## DATA FOR REVIEW
---+---

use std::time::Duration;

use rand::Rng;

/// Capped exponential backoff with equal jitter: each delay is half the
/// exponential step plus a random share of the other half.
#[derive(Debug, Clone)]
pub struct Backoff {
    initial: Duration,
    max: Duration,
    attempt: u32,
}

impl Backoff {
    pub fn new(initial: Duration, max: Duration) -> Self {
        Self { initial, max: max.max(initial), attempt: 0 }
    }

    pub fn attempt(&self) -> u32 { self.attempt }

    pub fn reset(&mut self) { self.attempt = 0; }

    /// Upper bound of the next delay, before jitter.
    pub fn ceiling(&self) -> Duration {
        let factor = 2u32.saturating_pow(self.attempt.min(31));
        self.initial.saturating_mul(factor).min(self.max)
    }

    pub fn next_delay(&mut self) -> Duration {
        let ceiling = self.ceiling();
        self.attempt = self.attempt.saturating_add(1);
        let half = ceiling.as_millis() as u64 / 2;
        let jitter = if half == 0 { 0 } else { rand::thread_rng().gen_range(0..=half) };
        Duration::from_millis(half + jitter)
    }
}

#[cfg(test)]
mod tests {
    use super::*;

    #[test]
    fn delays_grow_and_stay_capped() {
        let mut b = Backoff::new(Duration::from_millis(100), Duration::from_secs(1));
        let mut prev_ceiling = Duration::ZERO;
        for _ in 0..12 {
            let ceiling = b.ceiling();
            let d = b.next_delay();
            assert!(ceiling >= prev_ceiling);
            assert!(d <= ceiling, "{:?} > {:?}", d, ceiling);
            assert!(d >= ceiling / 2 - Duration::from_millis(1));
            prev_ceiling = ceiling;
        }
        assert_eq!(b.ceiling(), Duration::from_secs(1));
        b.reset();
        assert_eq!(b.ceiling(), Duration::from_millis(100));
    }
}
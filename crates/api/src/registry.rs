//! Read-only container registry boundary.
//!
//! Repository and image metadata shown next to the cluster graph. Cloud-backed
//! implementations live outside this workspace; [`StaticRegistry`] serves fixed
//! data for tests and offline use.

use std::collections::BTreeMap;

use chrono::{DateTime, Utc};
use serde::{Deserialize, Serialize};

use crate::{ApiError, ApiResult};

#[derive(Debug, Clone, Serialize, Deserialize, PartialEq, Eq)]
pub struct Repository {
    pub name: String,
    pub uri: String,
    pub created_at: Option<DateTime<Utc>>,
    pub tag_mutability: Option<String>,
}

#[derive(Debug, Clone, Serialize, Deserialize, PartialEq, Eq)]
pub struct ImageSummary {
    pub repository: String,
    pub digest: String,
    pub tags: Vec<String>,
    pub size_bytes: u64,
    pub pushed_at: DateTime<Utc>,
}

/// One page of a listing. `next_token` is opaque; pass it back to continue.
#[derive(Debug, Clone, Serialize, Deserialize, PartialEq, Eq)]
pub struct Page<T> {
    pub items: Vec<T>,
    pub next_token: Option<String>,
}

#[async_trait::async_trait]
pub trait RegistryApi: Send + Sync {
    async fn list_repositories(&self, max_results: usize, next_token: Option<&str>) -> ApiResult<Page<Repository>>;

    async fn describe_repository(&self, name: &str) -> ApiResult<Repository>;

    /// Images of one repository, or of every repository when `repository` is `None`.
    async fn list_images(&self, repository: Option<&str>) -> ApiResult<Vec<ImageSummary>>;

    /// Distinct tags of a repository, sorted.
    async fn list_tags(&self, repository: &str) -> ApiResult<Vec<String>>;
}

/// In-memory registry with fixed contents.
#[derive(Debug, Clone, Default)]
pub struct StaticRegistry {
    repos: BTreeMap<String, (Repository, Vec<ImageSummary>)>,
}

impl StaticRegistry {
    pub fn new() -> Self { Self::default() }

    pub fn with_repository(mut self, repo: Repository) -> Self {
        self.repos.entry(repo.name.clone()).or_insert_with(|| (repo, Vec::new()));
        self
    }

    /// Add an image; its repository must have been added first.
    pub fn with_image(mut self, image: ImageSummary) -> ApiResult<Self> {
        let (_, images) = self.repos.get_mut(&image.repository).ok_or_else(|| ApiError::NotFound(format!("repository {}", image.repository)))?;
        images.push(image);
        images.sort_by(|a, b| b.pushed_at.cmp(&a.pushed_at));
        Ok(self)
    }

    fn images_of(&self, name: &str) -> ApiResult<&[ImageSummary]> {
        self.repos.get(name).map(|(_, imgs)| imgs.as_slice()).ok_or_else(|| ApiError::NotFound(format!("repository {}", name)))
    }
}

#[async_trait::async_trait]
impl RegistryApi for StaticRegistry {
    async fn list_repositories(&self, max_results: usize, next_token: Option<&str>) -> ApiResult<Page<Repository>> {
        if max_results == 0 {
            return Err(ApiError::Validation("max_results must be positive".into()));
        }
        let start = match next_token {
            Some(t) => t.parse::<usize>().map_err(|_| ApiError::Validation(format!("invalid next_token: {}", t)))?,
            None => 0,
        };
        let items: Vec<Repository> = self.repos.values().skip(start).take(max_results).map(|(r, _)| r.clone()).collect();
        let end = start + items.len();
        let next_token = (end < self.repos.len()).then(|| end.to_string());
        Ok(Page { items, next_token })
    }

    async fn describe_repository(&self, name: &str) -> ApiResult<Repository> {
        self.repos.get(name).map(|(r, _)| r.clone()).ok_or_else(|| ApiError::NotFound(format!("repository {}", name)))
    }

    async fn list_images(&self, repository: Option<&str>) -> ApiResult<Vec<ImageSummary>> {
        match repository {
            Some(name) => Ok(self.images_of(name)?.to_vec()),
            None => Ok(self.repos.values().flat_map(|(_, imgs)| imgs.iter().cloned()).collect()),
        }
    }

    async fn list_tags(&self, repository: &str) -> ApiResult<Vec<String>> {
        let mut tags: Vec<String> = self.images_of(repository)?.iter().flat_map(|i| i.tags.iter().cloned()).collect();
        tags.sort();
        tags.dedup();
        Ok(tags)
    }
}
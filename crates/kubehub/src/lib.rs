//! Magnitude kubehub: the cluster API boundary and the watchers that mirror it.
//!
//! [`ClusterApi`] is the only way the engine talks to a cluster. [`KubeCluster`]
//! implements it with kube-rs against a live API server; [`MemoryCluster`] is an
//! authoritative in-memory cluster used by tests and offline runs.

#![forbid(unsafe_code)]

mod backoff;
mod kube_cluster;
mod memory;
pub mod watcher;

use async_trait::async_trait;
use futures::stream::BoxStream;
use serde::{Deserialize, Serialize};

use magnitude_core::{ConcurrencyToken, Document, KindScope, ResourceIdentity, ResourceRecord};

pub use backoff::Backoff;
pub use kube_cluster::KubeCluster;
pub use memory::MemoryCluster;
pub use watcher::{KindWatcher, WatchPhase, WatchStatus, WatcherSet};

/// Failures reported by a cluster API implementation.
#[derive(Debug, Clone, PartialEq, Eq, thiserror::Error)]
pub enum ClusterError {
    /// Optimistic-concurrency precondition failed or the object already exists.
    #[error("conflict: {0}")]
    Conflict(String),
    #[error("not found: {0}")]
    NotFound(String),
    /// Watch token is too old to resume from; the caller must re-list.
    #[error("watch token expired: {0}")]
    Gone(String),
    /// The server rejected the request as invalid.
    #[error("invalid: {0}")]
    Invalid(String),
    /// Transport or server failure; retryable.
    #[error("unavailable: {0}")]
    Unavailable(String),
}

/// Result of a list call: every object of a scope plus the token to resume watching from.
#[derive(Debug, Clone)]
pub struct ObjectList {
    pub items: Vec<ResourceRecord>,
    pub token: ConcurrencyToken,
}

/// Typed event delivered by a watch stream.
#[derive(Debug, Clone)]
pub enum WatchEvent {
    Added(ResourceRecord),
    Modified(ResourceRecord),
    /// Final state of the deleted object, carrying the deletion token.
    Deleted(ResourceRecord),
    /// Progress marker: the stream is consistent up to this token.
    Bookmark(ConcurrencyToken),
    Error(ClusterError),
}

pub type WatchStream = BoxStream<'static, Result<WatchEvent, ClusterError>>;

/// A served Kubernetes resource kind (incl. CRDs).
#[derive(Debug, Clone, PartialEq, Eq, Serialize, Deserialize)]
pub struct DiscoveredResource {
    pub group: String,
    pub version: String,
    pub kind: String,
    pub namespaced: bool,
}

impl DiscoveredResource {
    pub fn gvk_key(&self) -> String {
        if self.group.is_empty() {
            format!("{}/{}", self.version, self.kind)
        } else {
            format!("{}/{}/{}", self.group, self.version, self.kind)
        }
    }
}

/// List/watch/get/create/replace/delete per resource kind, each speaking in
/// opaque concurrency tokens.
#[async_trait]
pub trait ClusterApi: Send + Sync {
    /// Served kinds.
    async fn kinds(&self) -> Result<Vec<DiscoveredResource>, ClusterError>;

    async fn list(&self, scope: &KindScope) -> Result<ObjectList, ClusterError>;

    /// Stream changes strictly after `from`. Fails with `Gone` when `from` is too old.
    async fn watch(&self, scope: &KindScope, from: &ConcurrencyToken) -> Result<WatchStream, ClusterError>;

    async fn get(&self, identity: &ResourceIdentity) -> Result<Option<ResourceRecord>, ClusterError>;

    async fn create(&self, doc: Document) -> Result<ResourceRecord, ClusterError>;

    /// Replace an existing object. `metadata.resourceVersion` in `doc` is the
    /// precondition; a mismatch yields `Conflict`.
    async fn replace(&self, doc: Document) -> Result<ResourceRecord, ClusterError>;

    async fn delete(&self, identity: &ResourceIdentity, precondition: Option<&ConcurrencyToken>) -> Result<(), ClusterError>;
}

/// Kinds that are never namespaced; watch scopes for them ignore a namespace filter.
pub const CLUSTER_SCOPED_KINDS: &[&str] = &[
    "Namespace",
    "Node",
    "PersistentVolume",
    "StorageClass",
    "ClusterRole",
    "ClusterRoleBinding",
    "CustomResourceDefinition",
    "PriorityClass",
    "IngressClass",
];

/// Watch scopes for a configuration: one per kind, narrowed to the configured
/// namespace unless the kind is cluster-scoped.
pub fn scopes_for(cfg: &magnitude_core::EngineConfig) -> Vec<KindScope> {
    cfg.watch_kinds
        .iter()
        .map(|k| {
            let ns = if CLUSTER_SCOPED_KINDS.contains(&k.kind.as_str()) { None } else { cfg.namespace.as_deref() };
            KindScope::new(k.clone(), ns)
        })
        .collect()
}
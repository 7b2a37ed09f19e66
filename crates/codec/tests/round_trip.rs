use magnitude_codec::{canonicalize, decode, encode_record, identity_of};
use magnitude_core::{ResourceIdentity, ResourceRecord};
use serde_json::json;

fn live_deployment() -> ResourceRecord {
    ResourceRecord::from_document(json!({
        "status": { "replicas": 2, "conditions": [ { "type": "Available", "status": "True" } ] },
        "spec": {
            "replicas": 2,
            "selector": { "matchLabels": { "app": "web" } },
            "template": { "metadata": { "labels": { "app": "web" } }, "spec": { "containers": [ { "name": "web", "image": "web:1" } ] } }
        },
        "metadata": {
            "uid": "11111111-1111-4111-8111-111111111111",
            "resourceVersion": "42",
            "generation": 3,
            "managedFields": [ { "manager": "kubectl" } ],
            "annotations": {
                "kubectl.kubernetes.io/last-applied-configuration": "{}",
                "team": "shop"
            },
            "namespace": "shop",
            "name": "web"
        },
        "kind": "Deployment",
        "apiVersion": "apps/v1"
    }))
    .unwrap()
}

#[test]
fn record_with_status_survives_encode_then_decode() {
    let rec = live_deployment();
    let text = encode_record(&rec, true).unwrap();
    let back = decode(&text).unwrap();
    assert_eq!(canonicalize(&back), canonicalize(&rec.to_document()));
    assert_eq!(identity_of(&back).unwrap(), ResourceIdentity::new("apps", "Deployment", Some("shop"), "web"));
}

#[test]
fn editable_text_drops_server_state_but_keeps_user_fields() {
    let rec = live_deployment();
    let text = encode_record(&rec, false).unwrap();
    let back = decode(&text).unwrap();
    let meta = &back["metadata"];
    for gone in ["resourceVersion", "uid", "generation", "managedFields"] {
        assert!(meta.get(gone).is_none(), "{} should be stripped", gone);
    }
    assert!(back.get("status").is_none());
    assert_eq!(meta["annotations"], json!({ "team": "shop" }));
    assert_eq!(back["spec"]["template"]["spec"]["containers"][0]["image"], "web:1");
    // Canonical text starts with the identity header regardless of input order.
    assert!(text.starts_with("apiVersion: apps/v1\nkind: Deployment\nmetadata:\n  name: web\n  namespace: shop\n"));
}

---+---

## PROBLEM DESCRIPTION
Lines to set down from above: the line with "the other half.", the line with "delay, before jitter.", and every line between, each exactly as written.

## WRITTEN ANSWER
/// exponential step plus a random share of the other half.
#[derive(Debug, Clone)]
pub struct Backoff {
    initial: Duration,
    max: Duration,
    attempt: u32,
}

impl Backoff {
    pub fn new(initial: Duration, max: Duration) -> Self {
        Self { initial, max: max.max(initial), attempt: 0 }
    }

    pub fn attempt(&self) -> u32 { self.attempt }

    pub fn reset(&mut self) { self.attempt = 0; }

    /// Upper bound of the next delay, before jitter.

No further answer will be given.